Task requirements -
Print all entries below exactly as they appear.

Data shown -
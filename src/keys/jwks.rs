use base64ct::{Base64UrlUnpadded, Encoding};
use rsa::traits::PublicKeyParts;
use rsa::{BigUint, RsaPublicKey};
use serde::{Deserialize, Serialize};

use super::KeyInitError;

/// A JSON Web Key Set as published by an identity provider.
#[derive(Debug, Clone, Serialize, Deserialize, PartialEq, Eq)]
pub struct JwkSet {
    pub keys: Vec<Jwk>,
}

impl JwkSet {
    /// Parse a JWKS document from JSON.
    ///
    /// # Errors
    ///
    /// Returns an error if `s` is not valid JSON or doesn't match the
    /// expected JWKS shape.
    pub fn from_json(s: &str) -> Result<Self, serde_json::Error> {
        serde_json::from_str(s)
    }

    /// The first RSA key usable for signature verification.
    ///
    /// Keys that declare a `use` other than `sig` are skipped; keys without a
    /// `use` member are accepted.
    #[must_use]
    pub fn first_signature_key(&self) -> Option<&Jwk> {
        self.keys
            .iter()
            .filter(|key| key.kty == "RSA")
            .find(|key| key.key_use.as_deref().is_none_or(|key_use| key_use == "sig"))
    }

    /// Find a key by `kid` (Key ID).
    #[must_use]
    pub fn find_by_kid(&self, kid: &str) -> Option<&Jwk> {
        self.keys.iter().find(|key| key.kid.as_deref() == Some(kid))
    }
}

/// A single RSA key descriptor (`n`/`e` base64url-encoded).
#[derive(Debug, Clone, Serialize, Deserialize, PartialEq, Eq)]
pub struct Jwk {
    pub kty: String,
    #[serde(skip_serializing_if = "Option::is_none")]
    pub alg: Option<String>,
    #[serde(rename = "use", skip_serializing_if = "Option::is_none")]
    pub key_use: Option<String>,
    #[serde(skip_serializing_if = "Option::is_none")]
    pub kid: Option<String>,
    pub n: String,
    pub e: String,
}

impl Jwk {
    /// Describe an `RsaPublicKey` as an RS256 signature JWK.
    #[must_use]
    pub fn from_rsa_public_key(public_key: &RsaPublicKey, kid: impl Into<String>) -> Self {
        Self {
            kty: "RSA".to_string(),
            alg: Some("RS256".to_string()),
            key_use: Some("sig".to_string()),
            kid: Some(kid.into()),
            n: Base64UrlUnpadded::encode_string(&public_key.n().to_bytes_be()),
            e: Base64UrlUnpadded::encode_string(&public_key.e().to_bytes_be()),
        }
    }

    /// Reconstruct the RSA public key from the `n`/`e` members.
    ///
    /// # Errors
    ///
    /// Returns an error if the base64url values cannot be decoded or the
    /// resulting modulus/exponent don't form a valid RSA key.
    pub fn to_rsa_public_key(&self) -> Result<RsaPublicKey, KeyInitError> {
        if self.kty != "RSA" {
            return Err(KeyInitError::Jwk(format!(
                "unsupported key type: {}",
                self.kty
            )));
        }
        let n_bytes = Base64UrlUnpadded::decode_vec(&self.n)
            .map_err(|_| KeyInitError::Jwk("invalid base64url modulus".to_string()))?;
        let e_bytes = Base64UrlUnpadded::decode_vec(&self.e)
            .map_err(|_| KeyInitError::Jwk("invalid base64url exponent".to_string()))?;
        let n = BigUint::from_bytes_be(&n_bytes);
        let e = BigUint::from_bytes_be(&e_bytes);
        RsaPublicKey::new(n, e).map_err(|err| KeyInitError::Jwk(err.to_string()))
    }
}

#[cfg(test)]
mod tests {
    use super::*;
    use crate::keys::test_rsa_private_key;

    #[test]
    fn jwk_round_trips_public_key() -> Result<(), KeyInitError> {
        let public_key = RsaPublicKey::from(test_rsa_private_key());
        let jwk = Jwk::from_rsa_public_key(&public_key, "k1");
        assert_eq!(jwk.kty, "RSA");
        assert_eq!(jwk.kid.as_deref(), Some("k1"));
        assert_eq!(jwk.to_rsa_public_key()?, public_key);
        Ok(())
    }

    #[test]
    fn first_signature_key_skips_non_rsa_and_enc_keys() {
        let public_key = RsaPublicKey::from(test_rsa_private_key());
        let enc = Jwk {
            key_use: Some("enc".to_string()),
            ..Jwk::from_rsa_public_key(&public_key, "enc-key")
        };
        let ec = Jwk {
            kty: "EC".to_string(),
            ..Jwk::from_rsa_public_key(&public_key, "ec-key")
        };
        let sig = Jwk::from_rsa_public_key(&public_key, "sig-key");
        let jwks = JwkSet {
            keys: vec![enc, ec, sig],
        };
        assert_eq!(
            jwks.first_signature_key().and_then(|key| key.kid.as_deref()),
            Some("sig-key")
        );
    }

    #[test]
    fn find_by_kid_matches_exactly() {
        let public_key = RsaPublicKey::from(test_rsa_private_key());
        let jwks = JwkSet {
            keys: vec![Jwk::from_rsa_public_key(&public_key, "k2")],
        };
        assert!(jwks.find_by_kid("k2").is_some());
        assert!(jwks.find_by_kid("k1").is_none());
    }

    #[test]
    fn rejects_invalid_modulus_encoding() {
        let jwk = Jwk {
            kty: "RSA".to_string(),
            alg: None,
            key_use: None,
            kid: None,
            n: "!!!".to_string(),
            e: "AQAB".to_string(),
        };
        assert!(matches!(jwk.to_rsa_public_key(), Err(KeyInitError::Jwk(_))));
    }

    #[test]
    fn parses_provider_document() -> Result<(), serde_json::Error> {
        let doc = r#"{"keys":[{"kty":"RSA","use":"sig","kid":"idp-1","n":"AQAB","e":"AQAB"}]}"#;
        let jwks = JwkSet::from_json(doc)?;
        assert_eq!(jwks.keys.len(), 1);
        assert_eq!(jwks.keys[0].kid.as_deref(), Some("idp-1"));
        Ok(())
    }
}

Result of the task -
filename src/keys/jwks.rs
use base64ct::{Base64UrlUnpadded, Encoding};
use rsa::traits::PublicKeyParts;
use rsa::{BigUint, RsaPublicKey};
use serde::{Deserialize, Serialize};

use super::KeyInitError;

/// A JSON Web Key Set as published by an identity provider.
#[derive(Debug, Clone, Serialize, Deserialize, PartialEq, Eq)]
pub struct JwkSet {
    pub keys: Vec<Jwk>,
}

impl JwkSet {
    /// Parse a JWKS document from JSON.
    ///
    /// # Errors
    ///
    /// Returns an error if `s` is not valid JSON or doesn't match the
    /// expected JWKS shape.
    pub fn from_json(s: &str) -> Result<Self, serde_json::Error> {
        serde_json::from_str(s)
    }

    /// The first RSA key usable for signature verification.
    ///
    /// Keys that declare a `use` other than `sig` are skipped; keys without a
    /// `use` member are accepted.
    #[must_use]
    pub fn first_signature_key(&self) -> Option<&Jwk> {
        self.keys
            .iter()
            .filter(|key| key.kty == "RSA")
            .find(|key| key.key_use.as_deref().is_none_or(|key_use| key_use == "sig"))
    }

    /// Find a key by `kid` (Key ID).
    #[must_use]
    pub fn find_by_kid(&self, kid: &str) -> Option<&Jwk> {
        self.keys.iter().find(|key| key.kid.as_deref() == Some(kid))
    }
}

/// A single RSA key descriptor (`n`/`e` base64url-encoded).
#[derive(Debug, Clone, Serialize, Deserialize, PartialEq, Eq)]
pub struct Jwk {
    pub kty: String,
    #[serde(skip_serializing_if = "Option::is_none")]
    pub alg: Option<String>,
    #[serde(rename = "use", skip_serializing_if = "Option::is_none")]
    pub key_use: Option<String>,
    #[serde(skip_serializing_if = "Option::is_none")]
    pub kid: Option<String>,
    pub n: String,
    pub e: String,
}

impl Jwk {
    /// Describe an `RsaPublicKey` as an RS256 signature JWK.
    #[must_use]
    pub fn from_rsa_public_key(public_key: &RsaPublicKey, kid: impl Into<String>) -> Self {
        Self {
            kty: "RSA".to_string(),
            alg: Some("RS256".to_string()),
            key_use: Some("sig".to_string()),
            kid: Some(kid.into()),
            n: Base64UrlUnpadded::encode_string(&public_key.n().to_bytes_be()),
            e: Base64UrlUnpadded::encode_string(&public_key.e().to_bytes_be()),
        }
    }

    /// Reconstruct the RSA public key from the `n`/`e` members.
    ///
    /// # Errors
    ///
    /// Returns an error if the base64url values cannot be decoded or the
    /// resulting modulus/exponent don't form a valid RSA key.
    pub fn to_rsa_public_key(&self) -> Result<RsaPublicKey, KeyInitError> {
        if self.kty != "RSA" {
            return Err(KeyInitError::Jwk(format!(
                "unsupported key type: {}",
                self.kty
            )));
        }
        let n_bytes = Base64UrlUnpadded::decode_vec(&self.n)
            .map_err(|_| KeyInitError::Jwk("invalid base64url modulus".to_string()))?;
        let e_bytes = Base64UrlUnpadded::decode_vec(&self.e)
            .map_err(|_| KeyInitError::Jwk("invalid base64url exponent".to_string()))?;
        let n = BigUint::from_bytes_be(&n_bytes);
        let e = BigUint::from_bytes_be(&e_bytes);
        RsaPublicKey::new(n, e).map_err(|err| KeyInitError::Jwk(err.to_string()))
    }
}

#[cfg(test)]
mod tests {
    use super::*;
    use crate::keys::test_rsa_private_key;

    #[test]
    fn jwk_round_trips_public_key() -> Result<(), KeyInitError> {
        let public_key = RsaPublicKey::from(test_rsa_private_key());
        let jwk = Jwk::from_rsa_public_key(&public_key, "k1");
        assert_eq!(jwk.kty, "RSA");
        assert_eq!(jwk.kid.as_deref(), Some("k1"));
        assert_eq!(jwk.to_rsa_public_key()?, public_key);
        Ok(())
    }

    #[test]
    fn first_signature_key_skips_non_rsa_and_enc_keys() {
        let public_key = RsaPublicKey::from(test_rsa_private_key());
        let enc = Jwk {
            key_use: Some("enc".to_string()),
            ..Jwk::from_rsa_public_key(&public_key, "enc-key")
        };
        let ec = Jwk {
            kty: "EC".to_string(),
            ..Jwk::from_rsa_public_key(&public_key, "ec-key")
        };
        let sig = Jwk::from_rsa_public_key(&public_key, "sig-key");
        let jwks = JwkSet {
            keys: vec![enc, ec, sig],
        };
        assert_eq!(
            jwks.first_signature_key().and_then(|key| key.kid.as_deref()),
            Some("sig-key")
        );
    }

    #[test]
    fn find_by_kid_matches_exactly() {
        let public_key = RsaPublicKey::from(test_rsa_private_key());
        let jwks = JwkSet {
            keys: vec![Jwk::from_rsa_public_key(&public_key, "k2")],
        };
        assert!(jwks.find_by_kid("k2").is_some());
        assert!(jwks.find_by_kid("k1").is_none());
    }

    #[test]
    fn rejects_invalid_modulus_encoding() {
        let jwk = Jwk {
            kty: "RSA".to_string(),
            alg: None,
            key_use: None,
            kid: None,
            n: "!!!".to_string(),
            e: "AQAB".to_string(),
        };
        assert!(matches!(jwk.to_rsa_public_key(), Err(KeyInitError::Jwk(_))));
    }

    #[test]
    fn parses_provider_document() -> Result<(), serde_json::Error> {
        let doc = r#"{"keys":[{"kty":"RSA","use":"sig","kid":"idp-1","n":"AQAB","e":"AQAB"}]}"#;
        let jwks = JwkSet::from_json(doc)?;
        assert_eq!(jwks.keys.len(), 1);
        assert_eq!(jwks.keys[0].kid.as_deref(), Some("idp-1"));
        Ok(())
    }
}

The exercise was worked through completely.